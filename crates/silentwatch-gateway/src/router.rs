//! Axum router wiring.

use axum::{routing::get, Router};
use tower_http::cors::CorsLayer;
use tower_http::trace::TraceLayer;

use crate::{app_state::AppState, ops, status};

pub fn build_router(state: AppState) -> Router {
    Router::new()
        .route("/status", get(status::status))
        .route("/healthz", get(ops::healthz))
        .route("/metrics", get(ops::metrics))
        .layer(TraceLayer::new_for_http())
        .layer(CorsLayer::permissive())
        .with_state(state)
}
use serde::{Deserialize, Serialize};

use crate::baseline::{
    BASELINE_LATENCY_MS, BASELINE_OUTPUT_KB, DEGRADED_LATENCY_MS, DEGRADED_OUTPUT_KB,
};

/// One synthetic metric sample. Lives for a single response.
#[derive(Debug, Clone, Copy, PartialEq, Serialize, Deserialize)]
pub struct Observation {
    pub latency_ms: u32,
    /// Rounded to two decimals.
    pub output_size_kb: f64,
    pub silent_failure: bool,
}

/// Classification recovered from the values alone.
#[derive(Debug, Clone, Copy, PartialEq, Eq)]
pub enum Classification {
    Normal,
    SilentFailure,
}

impl Observation {
    pub fn new(latency_ms: u32, output_size_kb: f64, silent_failure: bool) -> Self {
        Self { latency_ms, output_size_kb: round2(output_size_kb), silent_failure }
    }

    /// Classify by range membership. `None` when the values sit in neither
    /// the baseline nor the degraded band (or straddle them).
    pub fn classify(&self) -> Option<Classification> {
        let lat = self.latency_ms;
        let size = self.output_size_kb;
        if BASELINE_LATENCY_MS.contains(&lat) && BASELINE_OUTPUT_KB.contains(&size) {
            Some(Classification::Normal)
        } else if DEGRADED_LATENCY_MS.contains(&lat) && DEGRADED_OUTPUT_KB.contains(&size) {
            Some(Classification::SilentFailure)
        } else {
            None
        }
    }

    /// True when the flag agrees with the ranges the values fall in.
    pub fn is_consistent(&self) -> bool {
        match self.classify() {
            Some(Classification::Normal) => !self.silent_failure,
            Some(Classification::SilentFailure) => self.silent_failure,
            None => false,
        }
    }
}

pub(crate) fn round2(v: f64) -> f64 {
    (v * 100.0).round() / 100.0
}

#[cfg(test)]
mod tests {
    use super::*;

    #[test]
    fn rounds_to_two_decimals() {
        let o = Observation::new(600, 0.7349, true);
        assert_eq!(o.output_size_kb, 0.73);
    }

    #[test]
    fn classify_matches_bands() {
        assert_eq!(Observation::new(210, 1.2, false).classify(), Some(Classification::Normal));
        assert_eq!(
            Observation::new(800, 0.6, true).classify(),
            Some(Classification::SilentFailure)
        );
        assert_eq!(Observation::new(300, 1.2, false).classify(), None);
        assert_eq!(Observation::new(210, 0.7, false).classify(), None);
    }

    #[test]
    fn inconsistent_flag_detected() {
        assert!(Observation::new(210, 1.2, false).is_consistent());
        assert!(!Observation::new(210, 1.2, true).is_consistent());
        assert!(!Observation::new(650, 0.7, false).is_consistent());
    }
}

_EXERCISE PROMPT_.
If a line in the entries includes the word "bool", copy that line out.

_EXERCISE RESPONSE_.
    pub silent_failure: bool,
    pub fn new(latency_ms: u32, output_size_kb: f64, silent_failure: bool) -> Self {
    pub fn is_consistent(&self) -> bool {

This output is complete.